Страстная потребность взглянуть на нее, на эту новую армянскую женщину, гнала нас из колхоза в колхоз, — и всюду нам обещали встречу с ней в сумерки, после работ. А сумерки никак не падали, долгий день не кончался, долгие дороги вели нас по следам вложенного ею труда, по следам кирки и лопаты. Мы проезжали там, где несколько лет назад ничего не было, кроме пустыни. Художники воспели эту пустыню потому, что она была красочно хороша, особенно осенью, — на горизонте одинокий голубой кристалл змеиной горы Илап-даг, вокруг высохшая, рыже-красная на закате библейская земля цвета порыжелой гравюры, и единственная растительность — грубые пучки «лошадиного щавеля» той же гаммы и того же оттенка. Но и воспетая за сходство со старой гравюрой, это была пустыня, пространство, вырванное у человека, лежащее втуне. А сейчас, словно кто-то поднял невидимые заслоны, сюда набежала вода, и чудом сделалось это присутствие воды на земле! Вдоль дороги обильно, без дождя, текут и чмокают, уходя в шлюзовые ямки, бесчисленные серебряные струи, булькает влага в траве, стоит влага по межам пышных густых всходов, убралась вся земля в урожай, выросли вдоль дороги многочисленные сады, свесились над дорогой по узким Деревенским улицам «американские» клены, которые и здесь, как в Сибири, растут удивительно быстро и стремятся сплести над дорогой свои ветви зеленым непроницаемым сводом. Чтоб вывести сюда воду, устроить ее, создать ей бесчисленные мелкие русла, из дома в дом, из сада в сад, бросить ее на поля, регулировать, открывать и запирать ее, нужно было по-мужски поработать киркой, рыть землю под невыносимым солнцем, обливаясь потом…

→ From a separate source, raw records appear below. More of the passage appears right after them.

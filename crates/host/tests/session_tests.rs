//! Integration tests for the session lifecycle
//!
//! Tests the session state machine against a mock USB host including:
//! - Setup sequence ordering and Max LUN handling
//! - Permission checks before any device I/O
//! - Rollback of partially completed setup
//! - Close semantics and the close report
//! - State-gated accessors
//! - Record round-trips across the serialization boundary

use descriptors::RecordVersion;
use host::testing::{
    create_bulk_only_interface, create_mbr_sector, create_mock_device_info, MemoryBlockFactory,
    MockCall, MockHost,
};
use host::{
    match_interface, NullBlockFactory, PartitionTableFactory, Session, SessionError, SessionState,
};

fn make_session() -> Session {
    make_session_with_interface(0)
}

fn make_session_with_interface(number: u8) -> Session {
    let device = create_mock_device_info(0x0781, 0x5567, 4);
    let interface = create_bulk_only_interface(number);
    let endpoints = match_interface(&interface).expect("interface should match");
    Session::new(device, interface, endpoints)
}

fn mock_host_for(session: &Session) -> MockHost {
    MockHost::new().with_device(session.device().clone(), vec![session.interface().clone()])
}

mod setup {
    use super::*;

    #[test]
    fn test_init_reaches_ready() {
        let mut session = make_session();
        let host = mock_host_for(&session);

        assert_eq!(session.state(), SessionState::Uninitialized);
        session.init(&host, &NullBlockFactory).unwrap();
        assert_eq!(session.state(), SessionState::Ready);
    }

    #[test]
    fn test_init_call_sequence() {
        let mut session = make_session_with_interface(1);
        let host = mock_host_for(&session);

        session.init(&host, &NullBlockFactory).unwrap();

        assert_eq!(
            host.calls(),
            vec![
                MockCall::Open,
                MockCall::ClaimInterface {
                    interface: 1,
                    force: true,
                },
                MockCall::ControlIn {
                    request_type: 0xA1,
                    request: 0xFE,
                    value: 0,
                    index: 1,
                    length: 1,
                },
            ]
        );
    }

    #[test]
    fn test_init_queries_max_lun() {
        let mut session = make_session();
        let host = mock_host_for(&session).with_max_lun(3);

        session.init(&host, &NullBlockFactory).unwrap();

        assert_eq!(session.max_lun().unwrap(), 3);
        assert_eq!(session.lun_count().unwrap(), 4);
    }

    #[test]
    fn test_zero_max_lun_means_one_lun() {
        let mut session = make_session();
        let host = mock_host_for(&session);

        session.init(&host, &NullBlockFactory).unwrap();

        assert_eq!(session.max_lun().unwrap(), 0);
        assert_eq!(session.lun_count().unwrap(), 1);
    }

    #[test]
    fn test_init_without_kernel_detach() {
        let mut session = make_session();
        let host = mock_host_for(&session);

        session.set_force_claim(false);
        session.init(&host, &NullBlockFactory).unwrap();

        assert!(host.calls().contains(&MockCall::ClaimInterface {
            interface: 0,
            force: false,
        }));
    }

    #[test]
    fn test_init_while_ready_fails_without_io() {
        let mut session = make_session();
        let host = mock_host_for(&session);

        session.init(&host, &NullBlockFactory).unwrap();
        let calls_before = host.calls().len();

        let err = session.init(&host, &NullBlockFactory).unwrap_err();
        assert!(matches!(
            err,
            SessionError::InvalidState {
                state: SessionState::Ready,
                ..
            }
        ));
        assert_eq!(host.calls().len(), calls_before);
        assert_eq!(session.state(), SessionState::Ready);
    }

    #[test]
    fn test_reinit_after_close() {
        let mut session = make_session();
        let host = mock_host_for(&session);

        session.init(&host, &NullBlockFactory).unwrap();
        session.close().unwrap();
        assert_eq!(session.state(), SessionState::Closed);

        session.init(&host, &NullBlockFactory).unwrap();
        assert_eq!(session.state(), SessionState::Ready);
    }
}

mod permission {
    use super::*;

    #[test]
    fn test_denied_permission_fails_before_io() {
        let mut session = make_session();
        let host = mock_host_for(&session).deny_permission();

        let err = session.init(&host, &NullBlockFactory).unwrap_err();

        assert!(matches!(err, SessionError::PermissionDenied { .. }));
        assert!(host.calls().is_empty());
        assert_eq!(session.state(), SessionState::Uninitialized);
    }
}

mod rollback {
    use super::*;

    #[test]
    fn test_failed_open_leaves_uninitialized() {
        let mut session = make_session();
        let host = mock_host_for(&session).fail_open();

        let err = session.init(&host, &NullBlockFactory).unwrap_err();

        assert!(matches!(err, SessionError::Open { .. }));
        assert_eq!(host.calls(), vec![MockCall::Open]);
        assert_eq!(session.state(), SessionState::Uninitialized);
    }

    #[test]
    fn test_failed_claim_closes_connection() {
        let mut session = make_session();
        let host = mock_host_for(&session).fail_claim();

        let err = session.init(&host, &NullBlockFactory).unwrap_err();

        assert!(matches!(err, SessionError::Claim { interface: 0, .. }));
        assert_eq!(
            host.calls(),
            vec![
                MockCall::Open,
                MockCall::ClaimInterface {
                    interface: 0,
                    force: true,
                },
                MockCall::CloseConnection,
            ]
        );
        assert_eq!(session.state(), SessionState::Uninitialized);
    }

    #[test]
    fn test_failed_max_lun_releases_and_closes() {
        let mut session = make_session();
        let host = mock_host_for(&session).fail_control_in();

        let err = session.init(&host, &NullBlockFactory).unwrap_err();

        assert!(matches!(err, SessionError::MaxLun { .. }));
        assert_eq!(
            host.calls(),
            vec![
                MockCall::Open,
                MockCall::ClaimInterface {
                    interface: 0,
                    force: true,
                },
                MockCall::ControlIn {
                    request_type: 0xA1,
                    request: 0xFE,
                    value: 0,
                    index: 0,
                    length: 1,
                },
                MockCall::ReleaseInterface { interface: 0 },
                MockCall::CloseConnection,
            ]
        );
        assert_eq!(session.state(), SessionState::Uninitialized);
    }

    #[test]
    fn test_failed_block_init_releases_and_closes() {
        let mut session = make_session();
        let host = mock_host_for(&session);
        let factory = MemoryBlockFactory::new(vec![0u8; 1024], 512).fail_init();

        let err = session.init(&host, &factory).unwrap_err();

        assert!(matches!(err, SessionError::Storage(_)));
        let calls = host.calls();
        assert_eq!(
            &calls[calls.len() - 2..],
            &[
                MockCall::ReleaseInterface { interface: 0 },
                MockCall::CloseConnection,
            ]
        );
        assert_eq!(session.state(), SessionState::Uninitialized);
    }

    #[test]
    fn test_rollback_survives_release_failure() {
        let mut session = make_session();
        let host = mock_host_for(&session).fail_control_in().fail_release();

        let err = session.init(&host, &NullBlockFactory).unwrap_err();

        assert!(matches!(err, SessionError::MaxLun { .. }));
        assert!(host.calls().contains(&MockCall::CloseConnection));
        assert_eq!(session.state(), SessionState::Uninitialized);
    }
}

mod close {
    use super::*;

    #[test]
    fn test_close_releases_and_closes() {
        let mut session = make_session();
        let host = mock_host_for(&session);

        session.init(&host, &NullBlockFactory).unwrap();
        let report = session.close().unwrap();

        assert!(report.interface_released);
        assert!(report.connection_closed);
        assert_eq!(session.state(), SessionState::Closed);
        assert_eq!(
            &host.calls()[3..],
            &[
                MockCall::ReleaseInterface { interface: 0 },
                MockCall::CloseConnection,
            ]
        );
    }

    #[test]
    fn test_close_reports_release_failure() {
        let mut session = make_session();
        let host = mock_host_for(&session).fail_release();

        session.init(&host, &NullBlockFactory).unwrap();
        let report = session.close().unwrap();

        assert!(!report.interface_released);
        assert!(report.connection_closed);
        assert_eq!(session.state(), SessionState::Closed);
        let closes = host
            .calls()
            .iter()
            .filter(|c| **c == MockCall::CloseConnection)
            .count();
        assert_eq!(closes, 1);
    }

    #[test]
    fn test_double_close_is_noop() {
        let mut session = make_session();
        let host = mock_host_for(&session);

        session.init(&host, &NullBlockFactory).unwrap();
        session.close().unwrap();
        let calls_before = host.calls().len();

        let report = session.close().unwrap();
        assert!(!report.interface_released);
        assert!(!report.connection_closed);
        assert_eq!(host.calls().len(), calls_before);
    }

    #[test]
    fn test_close_uninitialized_fails() {
        let mut session = make_session();

        let err = session.close().unwrap_err();

        assert!(matches!(
            err,
            SessionError::InvalidState {
                state: SessionState::Uninitialized,
                ..
            }
        ));
        assert_eq!(session.state(), SessionState::Uninitialized);
    }

    #[test]
    fn test_close_clears_lun_state() {
        let mut session = make_session();
        let host = mock_host_for(&session).with_max_lun(2);

        session.init(&host, &NullBlockFactory).unwrap();
        assert_eq!(session.max_lun().unwrap(), 2);

        session.close().unwrap();
        assert!(session.max_lun().is_err());
        assert!(session.partitions().is_err());
    }
}

mod accessors {
    use super::*;

    #[test]
    fn test_gated_accessors_before_init() {
        let mut session = make_session();

        assert!(session.transport().is_err());
        assert!(session.block_device().is_err());
        assert!(session.max_lun().is_err());
        assert!(session.lun_count().is_err());
        assert!(session.partitions().is_err());
    }

    #[test]
    fn test_accessors_when_ready() {
        let mut session = make_session();
        let host = mock_host_for(&session);

        session.init(&host, &NullBlockFactory).unwrap();

        assert!(session.transport().is_ok());
        assert!(session.block_device().is_ok());
        assert_eq!(session.partitions().unwrap().len(), 0);
    }

    #[test]
    fn test_identity_survives_close() {
        let mut session = make_session();
        let host = mock_host_for(&session);

        session.init(&host, &NullBlockFactory).unwrap();
        session.close().unwrap();

        assert_eq!(session.device().vendor_id, 0x0781);
        assert_eq!(session.interface().number, 0);
        assert_eq!(session.endpoints().bulk_in.address, 0x81);
        assert_eq!(session.endpoints().bulk_out.address, 0x02);
    }
}

mod records {
    use super::*;

    #[test]
    fn test_record_round_trip_is_uninitialized() {
        let mut session = make_session_with_interface(1);
        let host = mock_host_for(&session);
        session.init(&host, &NullBlockFactory).unwrap();
        assert_eq!(session.state(), SessionState::Ready);

        let record = session.to_record();
        let restored = Session::from_record(record).unwrap();

        assert_eq!(restored.state(), SessionState::Uninitialized);
        assert_eq!(restored.device().vendor_id, 0x0781);
        assert_eq!(restored.device().product_id, 0x5567);
        assert_eq!(restored.interface().number, 1);
        assert_eq!(restored.endpoints().bulk_in.address, 0x81);
        assert_eq!(restored.endpoints().bulk_out.address, 0x02);
    }

    #[test]
    fn test_record_with_newer_major_version_rejected() {
        let session = make_session();
        let mut record = session.to_record();
        record.version = RecordVersion {
            major: 2,
            minor: 0,
            patch: 0,
        };

        assert!(Session::from_record(record).is_err());
    }

    #[test]
    fn test_restored_session_can_init() {
        let session = make_session();
        let record = session.to_record();
        let mut restored = Session::from_record(record).unwrap();
        let host = mock_host_for(&restored);

        restored.init(&host, &NullBlockFactory).unwrap();
        assert_eq!(restored.state(), SessionState::Ready);
    }
}

mod partitions {
    use super::*;

    #[test]
    fn test_read_partitions() {
        let mut session = make_session();
        let host = mock_host_for(&session);
        let sector =
            create_mbr_sector(&[(true, 0x0C, 2048, 20480), (false, 0x83, 22528, 8192)]);
        let factory = MemoryBlockFactory::new(sector, 512);
        let tables = PartitionTableFactory::new();

        session.init(&host, &factory).unwrap();
        let partitions = session.read_partitions(&tables).unwrap();

        assert_eq!(partitions.len(), 2);
        assert_eq!(partitions[0].index, 0);
        assert!(partitions[0].bootable);
        assert_eq!(partitions[0].type_code, 0x0C);
        assert_eq!(partitions[0].lba_start, 2048);
        assert_eq!(partitions[0].block_count, 20480);
        assert_eq!(partitions[0].byte_offset, 2048 * 512);
        assert_eq!(partitions[0].byte_size, 20480 * 512);
        assert_eq!(partitions[1].type_code, 0x83);

        assert_eq!(session.partitions().unwrap().len(), 2);
    }

    #[test]
    fn test_read_partitions_requires_ready() {
        let mut session = make_session();
        let tables = PartitionTableFactory::new();

        let err = session.read_partitions(&tables).unwrap_err();
        assert!(matches!(
            err,
            SessionError::InvalidState {
                state: SessionState::Uninitialized,
                ..
            }
        ));
    }

    #[test]
    fn test_read_partitions_replaces_previous() {
        let mut session = make_session();
        let host = mock_host_for(&session);
        let sector =
            create_mbr_sector(&[(true, 0x0C, 2048, 20480), (false, 0x83, 22528, 8192)]);
        let factory = MemoryBlockFactory::new(sector, 512);
        let tables = PartitionTableFactory::new();

        session.init(&host, &factory).unwrap();
        assert_eq!(session.read_partitions(&tables).unwrap().len(), 2);

        {
            let image = factory.image();
            let mut bytes = image.lock().unwrap();
            bytes.copy_from_slice(&create_mbr_sector(&[(false, 0x83, 100, 200)]));
        }

        let partitions = session.read_partitions(&tables).unwrap();
        assert_eq!(partitions.len(), 1);
        assert_eq!(partitions[0].lba_start, 100);
    }
}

С незапамятных времен в Аштаракском районе было одиннадцать маленьких каналов на одиннадцать селений, и все они питались водой из небольшой речки Амберд. Но так как эти каналы были маленькие и мелководные, вода в них плохо хранилась, усыхала, просачивалась, и ее не хватало. В Аштараке задумали построить один-единственный, большой, полноводный канал на все деревни, с тем чтобы воды хватало с избытком. Строить было нелегко. Сперва высоко у подножья Арагаца надо было пробить к месту стройки дорогу, а уже потом начать копать землю. Аштаракские женщины ушли наверх, жили в палатках, спали на земле и почти закончили большое инженерное сооружение, резко меняющее весь водный баланс района. «Работают эти женщины, как асланы», — почтительно сказал о них старичок учитель. «Аслан» на народном языке — лев. Где же, наконец, эти львы? Когда мы увидим их?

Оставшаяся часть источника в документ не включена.